→ Exercise requirements
Among the entries below, take the line with "pub fn with_filename(mut" and the line with "let substitution = previous[j]", and output them and every line between them exactly, with nothing else.

→ Data
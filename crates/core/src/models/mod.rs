//! 数据模型模块
//!
//! 只包含可序列化的纯数据类型，业务逻辑位于主 crate。

pub mod file_model;
pub mod language_model;

pub use file_model::WorkspaceFile;
pub use language_model::LanguageBinding;
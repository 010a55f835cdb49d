//! 进程内通道传输
//!
//! 基于 tokio mpsc 的内存双工通道实现 [`Transport`]，
//! 一端交给会话，另一端（[`RemoteEndpoint`]）交给测试或嵌入方，
//! 用来模拟/桥接远程执行服务。
//!
//! ## 功能
//! - `ChannelTransport::pair()` 创建成对端点
//! - 远端注入 `stdout`/`stderr`/`exit` 消息
//! - 远端断开时向会话投递 `Closed` 事件

use std::sync::atomic::{AtomicBool, Ordering};
use std::sync::Arc;

use async_trait::async_trait;
use tokio::sync::mpsc;

use crate::playground::error::PlaygroundError;
use crate::playground::protocol::{ClientMessage, ServerMessage};
use crate::playground::transport::{Transport, TransportEvent, TransportEventRx};

/// 进程内通道传输（会话侧）
pub struct ChannelTransport {
    /// 下行消息发送端
    outbound_tx: mpsc::UnboundedSender<ClientMessage>,
    /// 通道打开标志（两端共享）
    open: Arc<AtomicBool>,
}

impl ChannelTransport {
    /// 创建一对端点
    ///
    /// # 返回
    /// - 会话侧传输句柄
    /// - 上行事件接收端（交给会话持有方驱动）
    /// - 远端端点（测试/嵌入方）
    pub fn pair() -> (Arc<Self>, TransportEventRx, RemoteEndpoint) {
        let (outbound_tx, outbound_rx) = mpsc::unbounded_channel();
        let (event_tx, event_rx) = mpsc::unbounded_channel();
        let open = Arc::new(AtomicBool::new(true));

        let transport = Arc::new(Self {
            outbound_tx,
            open: open.clone(),
        });
        let remote = RemoteEndpoint {
            outbound_rx,
            event_tx,
            open,
        };

        (transport, event_rx, remote)
    }
}

#[async_trait]
impl Transport for ChannelTransport {
    async fn send(&self, msg: ClientMessage) -> Result<(), PlaygroundError> {
        if !self.is_open() {
            return Err(PlaygroundError::TransportUnavailable(
                "通道已关闭".to_string(),
            ));
        }
        self.outbound_tx
            .send(msg)
            .map_err(|_| PlaygroundError::TransportUnavailable("远端已离线".to_string()))
    }

    fn is_open(&self) -> bool {
        self.open.load(Ordering::SeqCst)
    }

    async fn close(&self) {
        self.open.store(false, Ordering::SeqCst);
        tracing::debug!("[通道传输] 本地关闭");
    }
}

/// 远端端点
///
/// 模拟执行服务：读取客户端消息、注入输出、主动断开。
pub struct RemoteEndpoint {
    outbound_rx: mpsc::UnboundedReceiver<ClientMessage>,
    event_tx: mpsc::UnboundedSender<TransportEvent>,
    open: Arc<AtomicBool>,
}

impl RemoteEndpoint {
    /// 接收下一条客户端消息（通道关闭时返回 None）
    pub async fn recv_client(&mut self) -> Option<ClientMessage> {
        self.outbound_rx.recv().await
    }

    /// 非阻塞接收客户端消息
    pub fn try_recv_client(&mut self) -> Option<ClientMessage> {
        self.outbound_rx.try_recv().ok()
    }

    /// 注入一个 stdout 片段
    pub fn push_stdout(&self, data: impl Into<String>) {
        self.push_message(ServerMessage::Stdout { data: data.into() });
    }

    /// 注入一个 stderr 片段
    pub fn push_stderr(&self, data: impl Into<String>) {
        self.push_message(ServerMessage::Stderr { data: data.into() });
    }

    /// 注入进程退出消息
    pub fn push_exit(&self) {
        self.push_message(ServerMessage::Exit);
    }

    /// 注入任意服务端消息
    pub fn push_message(&self, msg: ServerMessage) {
        let _ = self.event_tx.send(TransportEvent::Message(msg));
    }

    /// 远端断开连接
    ///
    /// 翻转打开标志并投递 `Closed` 事件；之后会话侧 `send` 将失败。
    pub fn disconnect(&self, reason: Option<&str>) {
        self.open.store(false, Ordering::SeqCst);
        let _ = self
            .event_tx
            .send(TransportEvent::Closed(reason.map(|r| r.to_string())));
    }
}
//! CodePark Playground 核心库
//!
//! 在线编程教学平台的代码执行终端核心：
//! - `workspace` - 多文件编辑工作区与文件导出
//! - `playground` - 远程执行会话状态机、输出重组、输入控制、传输抽象
//! - `services` - 平台后端协作接口（语言目录）
//!
//! 展示层（终端渲染、表单、导航）不在本库范围内，只消费这里暴露的
//! 会话操作与行序列。

pub mod playground;
pub mod services;
pub mod workspace;

// 重新导出常用类型
pub use codepark_core::models::{LanguageBinding, WorkspaceFile};
pub use playground::{
    ChannelTransport, ClientMessage, InputController, InputMode, LineKind, OutputAssembler,
    OutputLine, PlaygroundError, PlaygroundSession, PlaygroundSessionManager, ServerMessage,
    SessionConfig, SessionState, Transport, TransportEvent,
};
pub use services::LanguageService;
pub use workspace::{ExportBundle, WorkspaceStore};
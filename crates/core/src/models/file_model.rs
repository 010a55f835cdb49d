//! 工作区文件数据模型

use serde::{Deserialize, Serialize};

/// 工作区中的单个源代码文件
///
/// 由工作区独占持有；`id` 唯一标识文件，`file_name` + `extension`
/// 允许重复（重名仅作为提示信息暴露给用户）。
#[derive(Debug, Clone, Serialize, Deserialize)]
pub struct WorkspaceFile {
    pub id: String,
    #[serde(rename = "fileName")]
    pub file_name: String,
    pub extension: String,
    pub content: String,
    #[serde(rename = "createdAt", skip_serializing_if = "Option::is_none")]
    pub created_at: Option<i64>,
    #[serde(rename = "updatedAt", skip_serializing_if = "Option::is_none")]
    pub updated_at: Option<i64>,
}

impl WorkspaceFile {
    /// 创建空内容的新文件
    pub fn new(file_name: impl Into<String>, extension: impl Into<String>) -> Self {
        let now = chrono::Utc::now().timestamp();
        Self {
            id: uuid::Uuid::new_v4().to_string(),
            file_name: file_name.into(),
            extension: extension.into(),
            content: String::new(),
            created_at: Some(now),
            updated_at: Some(now),
        }
    }

    /// 完整文件名（含扩展名）
    pub fn full_name(&self) -> String {
        if self.extension.is_empty() {
            self.file_name.clone()
        } else {
            format!("{}.{}", self.file_name, self.extension)
        }
    }

    /// 标记内容已更新
    pub fn touch(&mut self) {
        self.updated_at = Some(chrono::Utc::now().timestamp());
    }
}
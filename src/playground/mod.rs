//! Playground 核心模块
//!
//! 远程代码执行终端会话：协议客户端与状态机。
//!
//! ## 模块结构
//! - `error` - 错误类型定义
//! - `protocol` - 执行服务线上协议（双工 JSON 消息）
//! - `output` - 输出重组器（片段 → 完整行序列 + 未完行）
//! - `input` - 输入控制器（Raw / Buffered 两种模式）
//! - `session` - 会话生命周期状态机
//! - `session_manager` - 会话管理器
//! - `transport` - 传输抽象与进程内通道实现
//!
//! ## 使用示例
//! ```ignore
//! use codepark_lib::playground::{ChannelTransport, PlaygroundSessionManager, SessionConfig};
//!
//! let manager = PlaygroundSessionManager::new();
//! let (transport, events, remote) = ChannelTransport::pair();
//! let id = manager
//!     .create_session(SessionConfig::default(), transport, events)
//!     .await?;
//! let session = manager.get_session(&id).await.unwrap();
//! session.lock().await.run("py", "print('hi')").await?;
//! ```

pub mod error;
pub mod input;
pub mod output;
pub mod protocol;
pub mod session;
pub mod session_manager;
pub mod transport;


// 重新导出常用类型
pub use error::PlaygroundError;
pub use input::{InputController, InputMode};
pub use output::{LineKind, OutputAssembler, OutputLine, TERMINATED_MARKER};
pub use protocol::{ClientMessage, ServerMessage};
pub use session::{PlaygroundSession, SessionConfig, SessionMetadata, SessionState};
pub use session_manager::{PlaygroundSessionManager, SessionHandle};
pub use transport::{ChannelTransport, RemoteEndpoint, Transport, TransportEvent, TransportEventRx};
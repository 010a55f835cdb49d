//! 核心类型模块
//!
//! 包含纯数据类型（models）和日志配置（logger）
//!
//! 本 crate 不包含任何业务逻辑，只提供基础类型定义。

pub mod logger;
pub mod models;

// 重新导出常用类型
pub use logger::{init_tracing, LogEntry, LogStore, LogStoreConfig, SharedLogStore};
pub use models::*;

pub fn version() -> &'static str {
    env!("CARGO_PKG_VERSION")
}
//! Diagnostic rendering for the command line.
//!
//! Error values carry the contract messages; this module decorates them
//! for a terminal:
//! - ANSI colors, switched off for pipes and `--no-color`
//! - "did you mean" suggestions from edit distance
//! - source snippets with a caret underline

use crate::ast::{SourceMap, Span};
use crate::eval::EvalError;
use crate::parser::SyntaxError;

/// ANSI color codes for terminal output
#[derive(Debug, Clone, Default)]
pub struct Colors {
    pub enabled: bool,
}

impl Colors {
    pub fn new(enabled: bool) -> Self {
        Self { enabled }
    }

    fn code(&self, code: &'static str) -> &'static str {
        if self.enabled {
            code
        } else {
            ""
        }
    }

    pub fn red(&self) -> &'static str {
        self.code("\x1b[31m")
    }

    pub fn cyan(&self) -> &'static str {
        self.code("\x1b[36m")
    }

    pub fn bold(&self) -> &'static str {
        self.code("\x1b[1m")
    }

    pub fn reset(&self) -> &'static str {
        self.code("\x1b[0m")
    }
}

#[derive(Debug, Clone, Default)]
pub struct ErrorConfig {
    pub colors: Colors,
    /// Shown in place of the source name when set
    pub filename: Option<String>,
}

impl ErrorConfig {
    pub fn new(use_color: bool) -> Self {
        Self {
            colors: Colors::new(use_color),
            filename: None,
        }
    }

    pub fn with_filename(mut self, name: impl Into<String>) -> Self {
        self.filename = Some(name.into());
        self
    }
}

// ============================================================================
// Suggestions
// ============================================================================

/// Levenshtein edit distance, two rows at a time
pub fn levenshtein_distance(a: &str, b: &str) -> usize {
    let b: Vec<char> = b.chars().collect();
    let mut previous: Vec<usize> = (0..=b.len()).collect();
    let mut current = vec![0; b.len() + 1];

    for (i, ca) in a.chars().enumerate() {
        current[0] = i + 1;
        for (j, cb) in b.iter().enumerate() {
            let substitution = previous[j] + usize::from(ca != *cb);
            current[j + 1] = substitution.min(previous[j + 1] + 1).min(current[j] + 1);
        }
        std::mem::swap(&mut previous, &mut current);
    }
    previous[b.len()]
}

/// Up to three candidates within `max_distance` of `name`, closest first.
/// `name` itself is never suggested.
pub fn find_similar<'a>(
    name: &str,
    candidates: impl IntoIterator<Item = &'a str>,
    max_distance: usize,
) -> Vec<String> {
    let mut scored: Vec<(usize, &str)> = candidates
        .into_iter()
        .map(|candidate| (levenshtein_distance(name, candidate), candidate))
        .filter(|&(distance, _)| distance > 0 && distance <= max_distance)
        .collect();
    scored.sort();
    scored.dedup();
    scored.into_iter().take(3).map(|(_, c)| c.to_string()).collect()
}

// ============================================================================
// Formatting pieces
// ============================================================================

/// The offending source line with a caret underline:
///
/// ```text
/// 3 |     return a +* b
///                    ^
/// ```
pub fn format_snippet(source_map: &SourceMap, span: &Span, colors: &Colors) -> String {
    let start = source_map.position(span.start);
    let end = source_map.position(span.end);
    let line_text = source_map.line(start.line).unwrap_or("");
    let gutter = start.line.to_string();

    let width = if end.line == start.line {
        end.column.saturating_sub(start.column).max(1)
    } else {
        1
    };
    let padding = " ".repeat(gutter.len() + 3 + start.column - 1);

    format!(
        "{}{gutter} |{} {line_text}\n{padding}{}{}{}",
        colors.cyan(),
        colors.reset(),
        colors.red(),
        "^".repeat(width),
        colors.reset()
    )
}

pub fn format_suggestions(suggestions: &[String], colors: &Colors) -> String {
    match suggestions {
        [] => String::new(),
        [only] => format!("\n\nDid you mean {}{only}{}?", colors.bold(), colors.reset()),
        many => {
            let names: Vec<String> = many
                .iter()
                .map(|s| format!("{}{s}{}", colors.bold(), colors.reset()))
                .collect();
            format!("\n\nDid you mean one of: {}?", names.join(", "))
        }
    }
}

/// `-- SYNTAX ERROR ------------------------------------------- file.sl`
pub fn format_header(error_kind: &str, location: &str, colors: &Colors) -> String {
    let dashes = "-".repeat(60usize.saturating_sub(error_kind.len() + location.len() + 5).max(3));
    format!(
        "{}-- {error_kind} {dashes} {location}{}",
        colors.cyan(),
        colors.reset()
    )
}

// ============================================================================
// Whole diagnostics
// ============================================================================

pub fn render_syntax_error(err: &SyntaxError, source_map: &SourceMap, config: &ErrorConfig) -> String {
    let colors = &config.colors;
    let file = config.filename.as_deref().unwrap_or(&*err.source_name);
    format!(
        "{}\n\n{}\n\n{err}",
        format_header("SYNTAX ERROR", file, colors),
        format_snippet(source_map, &err.span, colors)
    )
}

/// Runtime errors carry no span; the header and message are enough
pub fn render_eval_error(err: &EvalError, config: &ErrorConfig) -> String {
    let colors = &config.colors;
    let file = config.filename.as_deref().unwrap_or("<input>");
    let suggestions = match err {
        EvalError::UnboundName { suggestions, .. } => format_suggestions(suggestions, colors),
        _ => String::new(),
    };
    format!(
        "{}\n\n{}{err}{}{suggestions}",
        format_header(err.kind(), file, colors),
        colors.bold(),
        colors.reset()
    )
}

#[cfg(test)]
mod tests {
    use super::*;
    use crate::parser::parse;

    #[test]
    fn levenshtein_basics() {
        assert_eq!(levenshtein_distance("hello", "hello"), 0);
        assert_eq!(levenshtein_distance("hello", "hallo"), 1);
        assert_eq!(levenshtein_distance("print", "prnt"), 1);
        assert_eq!(levenshtein_distance("", "abc"), 3);
        assert_eq!(levenshtein_distance("kitten", "sitting"), 3);
    }

    #[test]
    fn suggestions_closest_first() {
        let suggestions = find_similar("totl", ["total", "totals", "other", "total"], 2);
        assert_eq!(suggestions, ["total", "totals"]);
        assert!(find_similar("total", ["total"], 2).is_empty());
    }

    #[test]
    fn snippet_underlines_span() {
        let map = SourceMap::new("x = 1\ny = x +* 2\n");
        let snippet = format_snippet(&map, &Span::new(12, 13), &Colors::new(false));
        assert_eq!(snippet, format!("2 | y = x +* 2\n{}^", " ".repeat(10)));
    }

    #[test]
    fn syntax_error_rendering_ends_with_contract_message() {
        let source = "def f(a):\nreturn a\n";
        let err = parse(source, "demo.sl").unwrap_err();
        let rendered = render_syntax_error(&err, &SourceMap::new(source), &ErrorConfig::default());
        assert!(rendered.starts_with("-- SYNTAX ERROR"));
        assert!(rendered.ends_with(&err.to_string()));
    }

    #[test]
    fn unbound_name_lists_suggestions() {
        let err = EvalError::UnboundName {
            name: "totl".into(),
            suggestions: vec!["total".to_string()],
        };
        let rendered = render_eval_error(&err, &ErrorConfig::new(false).with_filename("a.sl"));
        assert!(rendered.contains("NAME ERROR"));
        assert!(rendered.contains("name 'totl' is not defined"));
        assert!(rendered.ends_with("Did you mean total?"));
    }
}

→ Expected output
    pub fn with_filename(mut self, name: impl Into<String>) -> Self {
        self.filename = Some(name.into());
        self
    }
}

// ============================================================================
// Suggestions
// ============================================================================

/// Levenshtein edit distance, two rows at a time
pub fn levenshtein_distance(a: &str, b: &str) -> usize {
    let b: Vec<char> = b.chars().collect();
    let mut previous: Vec<usize> = (0..=b.len()).collect();
    let mut current = vec![0; b.len() + 1];

    for (i, ca) in a.chars().enumerate() {
        current[0] = i + 1;
        for (j, cb) in b.iter().enumerate() {
            let substitution = previous[j] + usize::from(ca != *cb);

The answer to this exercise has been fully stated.